[Saved entries]

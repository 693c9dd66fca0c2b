//! Event log in logs.duckdb
//!
//! Entries record what happened, never who it happened to: an event name,
//! the provider or CLI command involved, and error text. Handles, emails,
//! display names and credentials stay out of this database.

use std::path::{Path, PathBuf};
use std::sync::atomic::{AtomicU16, Ordering};
use std::sync::{Mutex, MutexGuard};

use anyhow::{anyhow, Result};
use chrono::Utc;
use duckdb::{params, Connection};
use serde::{Deserialize, Serialize};

use crate::log_migrations::LOG_MIGRATIONS;
use crate::services::MigrationService;

/// Error text longer than this is cut before it is stored
const MAX_ERROR_CHARS: usize = 500;

static SEQUENCE: AtomicU16 = AtomicU16::new(0);

/// Millisecond timestamp in the high bits, a wrapping sequence in the low 16
fn entry_id(timestamp_ms: i64) -> u64 {
    ((timestamp_ms.max(0) as u64) << 16) | u64::from(SEQUENCE.fetch_add(1, Ordering::Relaxed))
}

fn truncate(text: String) -> String {
    if text.chars().count() <= MAX_ERROR_CHARS {
        return text;
    }
    let mut cut: String = text.chars().take(MAX_ERROR_CHARS).collect();
    cut.push_str("...");
    cut
}

/// Where an event originated
#[derive(Debug, Clone, Copy, PartialEq, Eq, Serialize, Deserialize)]
#[serde(rename_all = "lowercase")]
pub enum EntryPoint {
    Cli,
    /// Embedded in another application through the library API
    Library,
}

impl EntryPoint {
    fn as_str(&self) -> &'static str {
        match self {
            EntryPoint::Cli => "cli",
            EntryPoint::Library => "library",
        }
    }
}

/// An event about to be written
#[derive(Debug, Clone, Default, Serialize, Deserialize)]
pub struct LogEvent {
    pub event: String,
    #[serde(skip_serializing_if = "Option::is_none")]
    pub provider: Option<String>,
    #[serde(skip_serializing_if = "Option::is_none")]
    pub command: Option<String>,
    #[serde(skip_serializing_if = "Option::is_none")]
    pub error_message: Option<String>,
    #[serde(skip_serializing_if = "Option::is_none")]
    pub error_details: Option<String>,
}

impl LogEvent {
    pub fn new(event: impl Into<String>) -> Self {
        Self {
            event: event.into(),
            ..Self::default()
        }
    }

    /// twitter or google
    pub fn with_provider(mut self, provider: impl Into<String>) -> Self {
        self.provider = Some(provider.into());
        self
    }

    pub fn with_command(mut self, command: impl Into<String>) -> Self {
        self.command = Some(command.into());
        self
    }

    pub fn with_error(mut self, message: impl Into<String>) -> Self {
        self.error_message = Some(truncate(message.into()));
        self
    }

    pub fn with_error_details(mut self, details: impl Into<String>) -> Self {
        self.error_details = Some(truncate(details.into()));
        self
    }
}

/// A stored entry
#[derive(Debug, Clone, Serialize, Deserialize)]
pub struct LogEntry {
    pub id: u64,
    /// Unix milliseconds
    pub timestamp: i64,
    pub entry_point: String,
    pub app_version: String,
    pub platform: String,
    pub event: String,
    pub provider: Option<String>,
    pub command: Option<String>,
    pub error_message: Option<String>,
    pub error_details: Option<String>,
}

impl LogEntry {
    fn from_row(row: &duckdb::Row<'_>) -> duckdb::Result<Self> {
        Ok(Self {
            id: row.get("id")?,
            timestamp: row.get("timestamp")?,
            entry_point: row.get("entry_point")?,
            app_version: row.get("app_version")?,
            platform: row.get("platform")?,
            event: row.get("event")?,
            provider: row.get("provider")?,
            command: row.get("command")?,
            error_message: row.get("error_message")?,
            error_details: row.get("error_details")?,
        })
    }
}

/// Which entries a listing returns
#[derive(Debug, Clone, Copy, PartialEq, Eq)]
pub enum LogFilter {
    All,
    ErrorsOnly,
}

impl LogFilter {
    fn where_clause(&self) -> &'static str {
        match self {
            LogFilter::All => "",
            LogFilter::ErrorsOnly => "WHERE error_message IS NOT NULL",
        }
    }
}

/// Summary of the log database
#[derive(Debug, Clone, Serialize)]
pub struct LogStats {
    pub total_entries: u64,
    pub error_count: u64,
    pub database_path: PathBuf,
    pub database_size_bytes: u64,
}

/// Writer and reader for logs.duckdb
///
/// Services hold it as an optional collaborator and discard its errors.
pub struct LoggingService {
    conn: Mutex<Connection>,
    db_path: PathBuf,
    entry_point: EntryPoint,
    app_version: String,
}

impl LoggingService {
    /// Open (or create) logs.duckdb in the data directory
    pub fn new(mailroom_dir: &Path, entry_point: EntryPoint, app_version: impl Into<String>) -> Result<Self> {
        let db_path = mailroom_dir.join("logs.duckdb");
        let conn = Connection::open(&db_path)?;
        MigrationService::new(&conn, LOG_MIGRATIONS).run_pending()?;

        Ok(Self {
            conn: Mutex::new(conn),
            db_path,
            entry_point,
            app_version: app_version.into(),
        })
    }

    fn lock(&self) -> Result<MutexGuard<'_, Connection>> {
        self.conn
            .lock()
            .map_err(|e| anyhow!("log connection lock poisoned: {}", e))
    }

    pub fn log(&self, event: LogEvent) -> Result<()> {
        let timestamp = Utc::now().timestamp_millis();
        let conn = self.lock()?;
        conn.execute(
            "INSERT INTO sys_logs (id, timestamp, entry_point, app_version, platform,
                                   event, provider, command, error_message, error_details)
             VALUES (?, ?, ?, ?, ?, ?, ?, ?, ?, ?)",
            params![
                entry_id(timestamp),
                timestamp,
                self.entry_point.as_str(),
                self.app_version,
                std::env::consts::OS,
                event.event,
                event.provider,
                event.command,
                event.error_message,
                event.error_details,
            ],
        )?;
        Ok(())
    }

    pub fn log_event(&self, event: &str) -> Result<()> {
        self.log(LogEvent::new(event))
    }

    /// `command_executed` for a CLI command name
    pub fn log_command(&self, command: &str) -> Result<()> {
        self.log(LogEvent::new("command_executed").with_command(command))
    }

    /// Newest first
    pub fn entries(&self, filter: LogFilter, limit: usize) -> Result<Vec<LogEntry>> {
        let sql = format!(
            "SELECT * FROM sys_logs {} ORDER BY timestamp DESC, id DESC LIMIT ?",
            filter.where_clause()
        );
        let conn = self.lock()?;
        let mut stmt = conn.prepare(&sql)?;
        let entries = stmt
            .query_map([limit as i64], LogEntry::from_row)?
            .collect::<duckdb::Result<Vec<_>>>()?;
        Ok(entries)
    }

    pub fn count(&self, filter: LogFilter) -> Result<u64> {
        let sql = format!("SELECT COUNT(*) FROM sys_logs {}", filter.where_clause());
        let conn = self.lock()?;
        let count: i64 = conn.query_row(&sql, [], |row| row.get(0))?;
        Ok(count.max(0) as u64)
    }

    pub fn stats(&self) -> Result<LogStats> {
        Ok(LogStats {
            total_entries: self.count(LogFilter::All)?,
            error_count: self.count(LogFilter::ErrorsOnly)?,
            database_path: self.db_path.clone(),
            database_size_bytes: std::fs::metadata(&self.db_path).map(|m| m.len()).unwrap_or(0),
        })
    }

    /// Delete entries older than `timestamp_ms`, returning how many went
    pub fn delete_before(&self, timestamp_ms: i64) -> Result<u64> {
        let conn = self.lock()?;
        let deleted = conn.execute("DELETE FROM sys_logs WHERE timestamp < ?", [timestamp_ms])?;
        Ok(deleted as u64)
    }

    /// Copy the database file to `output_path`
    pub fn export(&self, output_path: &Path) -> Result<PathBuf> {
        let conn = self.lock()?;
        // Flush the WAL first or the copy misses recent entries
        conn.execute_batch("CHECKPOINT")?;
        std::fs::copy(&self.db_path, output_path)?;
        Ok(output_path.to_path_buf())
    }

    pub fn db_path(&self) -> &Path {
        &self.db_path
    }
}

Problem description: Collect the lines of the data that carry the word "SELECT".

Final answer:
            "SELECT * FROM sys_logs {} ORDER BY timestamp DESC, id DESC LIMIT ?",
        let sql = format!("SELECT COUNT(*) FROM sys_logs {}", filter.where_clause());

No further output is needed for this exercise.